Prototype "improved_chk_index"

Wed Oct 28 21:33:46 GMT 2009

-----BEGIN PGP SIGNED MESSAGE-----
Hash: SHA1

A while back I put together a draft of a few ideas I had for improving
our index code to handle CHK pages. The draft is a bit dense with ideas,
and certainly not polished. It is in the bzr source as
'doc/developers/improved_chk_index.txt', or you can read it here:

  http://doc.bazaar-vcs.org/latest/developers/improved_chk_index.html

I've certainly wanted to work on it for a while, so I decided to take a
"slack day" away from memory work, etc, and poke around at it. I was
surprised to find that I have a basic proof-of-concept finished in about
1 day.

  lp:~jameinel/bzr/chk-index

The code is currently only python2.5 compatible because I use
'struct.Struct'. At the moment, I've only implemented the 'first half'
of the spec. Notably:

1) All keys are stored in 'full', as 20-byte sha hashes (in the doc I
   do a lot of theory about how we can 'cheat' and shrink them as small
   as 6-bytes with a very low chance of collision, and collisions could
   be trivially resolved.)
2) I made no move to change the 'groups' themselves to contain
   yet-another index mapping offset => record entry, which would allow
   us to get rid of the "inner_start, inner_length" record per-entry

What *was* implemented was:

1) An index which separates 'group' records into their own collection

2) A single 'mini-index' section that maps sha prefixes to the offset
   where the entries matching that prefix can be found.
   The size of the mini-index is increased/decreased such that we get
   ranges that average ~4k bytes.

3) All of the records are stored as fixed-width binary integers. The
   actual size of each integer is declared in the header.
   So, for example, a 'group' record is 2 integers, 'start in pack' and
   'length of group'. However this can scale down to 'unsigned shorts'
   for trivially small pack files, and up to 'unsigned long long' if we
   have a pack file > 4GB in size.

   The *very good* of this, is that it is compact (zlib cannot extract
   more compression, and bzip2 *expands* it slightly), fast to read, and
   means that you can instantly seek to a single record (fixed width).
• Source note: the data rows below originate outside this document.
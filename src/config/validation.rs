use crate::config::types::{
    CacheConfig, Config, CrawlerConfig, HttpConfig, SearchEntry, TargetConfig, MAX_BACKOFF_FACTOR,
    MAX_TIMEOUT_SECS,
};
use crate::url::clean_url;
use crate::ConfigError;
use regex::{Regex, RegexBuilder};
use std::collections::HashSet;
use url::Url;

/// Upper bound of `max-redirects`
const MAX_REDIRECT_LIMIT: usize = 100;

/// Validates the entire configuration
pub fn validate(config: &Config) -> Result<(), ConfigError> {
    validate_target_config(&config.target)?;
    validate_crawler_config(&config.crawler)?;
    validate_http_config(&config.http)?;
    validate_cache_config(&config.cache)?;
    validate_search_entries(&config.search)?;
    validate_stop_keys(&config.crawler, &config.search)?;
    Ok(())
}

/// Validates the target site
fn validate_target_config(config: &TargetConfig) -> Result<(), ConfigError> {
    let url = config.url.trim();

    if url.is_empty() {
        return Err(ConfigError::InvalidUrl("target url cannot be empty".to_string()));
    }

    if clean_url(url).is_none() {
        return Err(ConfigError::InvalidUrl(format!(
            "target url '{}' has no host",
            config.url
        )));
    }

    Ok(())
}

/// Validates crawler configuration
fn validate_crawler_config(config: &CrawlerConfig) -> Result<(), ConfigError> {
    validate_timeout("timeout", config.timeout)?;

    for ext in &config.valid_extensions {
        if !ext.starts_with('.') || ext.len() < 2 {
            return Err(ConfigError::Validation(format!(
                "valid extensions must look like '.html', got '{}'",
                ext
            )));
        }
    }

    for keyword in &config.rank_keywords {
        RegexBuilder::new(keyword)
            .case_insensitive(true)
            .build()
            .map_err(|e| {
                ConfigError::InvalidPattern(format!("rank keyword '{}': {}", keyword, e))
            })?;
    }

    Ok(())
}

/// A timeout must be a positive, finite number of seconds below the upper bound
fn validate_timeout(name: &str, secs: f64) -> Result<(), ConfigError> {
    if !(secs > 0.0 && secs <= MAX_TIMEOUT_SECS) {
        return Err(ConfigError::Validation(format!(
            "{} must be > 0 and at most {} seconds, got {}",
            name, MAX_TIMEOUT_SECS, secs
        )));
    }
    Ok(())
}

/// Validates HTTP session configuration
fn validate_http_config(config: &HttpConfig) -> Result<(), ConfigError> {
    validate_timeout("probe-timeout", config.probe_timeout)?;

    if !(0.0..=MAX_BACKOFF_FACTOR).contains(&config.backoff_factor) {
        return Err(ConfigError::Validation(format!(
            "backoff-factor must be between 0 and {}, got {}",
            MAX_BACKOFF_FACTOR, config.backoff_factor
        )));
    }

    if let Some(code) = config
        .status_forcelist
        .iter()
        .find(|code| !(100..=599).contains(*code))
    {
        return Err(ConfigError::Validation(format!(
            "status-forcelist contains invalid HTTP status {}",
            code
        )));
    }

    if config.max_redirects > MAX_REDIRECT_LIMIT {
        return Err(ConfigError::Validation(format!(
            "max-redirects must be at most {}, got {}",
            MAX_REDIRECT_LIMIT, config.max_redirects
        )));
    }

    if config.user_agent.trim().is_empty() {
        return Err(ConfigError::Validation(
            "user-agent cannot be empty".to_string(),
        ));
    }

    if let Some(proxy) = &config.proxy {
        Url::parse(proxy).map_err(|e| {
            ConfigError::InvalidUrl(format!("proxy '{}' is not a valid URL: {}", proxy, e))
        })?;
    }

    Ok(())
}

/// Validates cache configuration
fn validate_cache_config(config: &CacheConfig) -> Result<(), ConfigError> {
    if config.enabled && config.directory.trim().is_empty() {
        return Err(ConfigError::Validation(
            "cache directory cannot be empty when the cache is enabled".to_string(),
        ));
    }
    Ok(())
}

/// Validates the `[[search]]` entries
fn validate_search_entries(entries: &[SearchEntry]) -> Result<(), ConfigError> {
    let mut names = HashSet::new();

    for entry in entries {
        if entry.name.trim().is_empty() {
            return Err(ConfigError::Validation(
                "search name cannot be empty".to_string(),
            ));
        }

        if !names.insert(entry.name.as_str()) {
            return Err(ConfigError::Validation(format!(
                "search name '{}' is used more than once",
                entry.name
            )));
        }

        match (&entry.pattern, entry.preset) {
            (Some(_), Some(_)) => {
                return Err(ConfigError::Validation(format!(
                    "search '{}' has both a pattern and a preset",
                    entry.name
                )))
            }
            (None, None) => {
                return Err(ConfigError::Validation(format!(
                    "search '{}' needs a pattern or a preset",
                    entry.name
                )))
            }
            _ => {}
        }

        Regex::new(entry.pattern_str()).map_err(|e| {
            ConfigError::InvalidPattern(format!("search '{}': {}", entry.name, e))
        })?;
    }

    Ok(())
}

/// Every stop key must name a search
fn validate_stop_keys(crawler: &CrawlerConfig, entries: &[SearchEntry]) -> Result<(), ConfigError> {
    for key in &crawler.stop_on_found {
        if !entries.iter().any(|entry| &entry.name == key) {
            return Err(ConfigError::Validation(format!(
                "stop-on-found key '{}' is not a search name",
                key
            )));
        }
    }
    Ok(())
}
   The bad of it, is that the file is complete garbage in a text editor.
   Though I have to say, btree indexes are zlib compressed on 4k
   boundaries, so their content is just as opaque. (and you can't just
   'gunzip' the index because it is zlib not gz, and based on repeated
   compression, rather than compressing the whole stream.)

The code is also simplified from 'btree_index' as I make no attempt to
cap the memory consumption. Once I read something, it stays in the
cache, and when building the index, I don't try to spill anything to
disk. Both could be done, but this was simple, and quite efficient. It
gains some of the memory savings by just being careful about what gets
stored. I also think that a C extension could save quite a bit more.
Right now an entry takes up a StaticTuple + 3 PyInts, it could easily be
transformed into a single 3-integer array, and shrink from around 48
bytes per record to 12 bytes per record. And a dict holding 400k sha1
hashes takes up 12MB for the dict and 18MB for the Keys. This could
pretty easily be dropped down to ~8MB for a custom data structure.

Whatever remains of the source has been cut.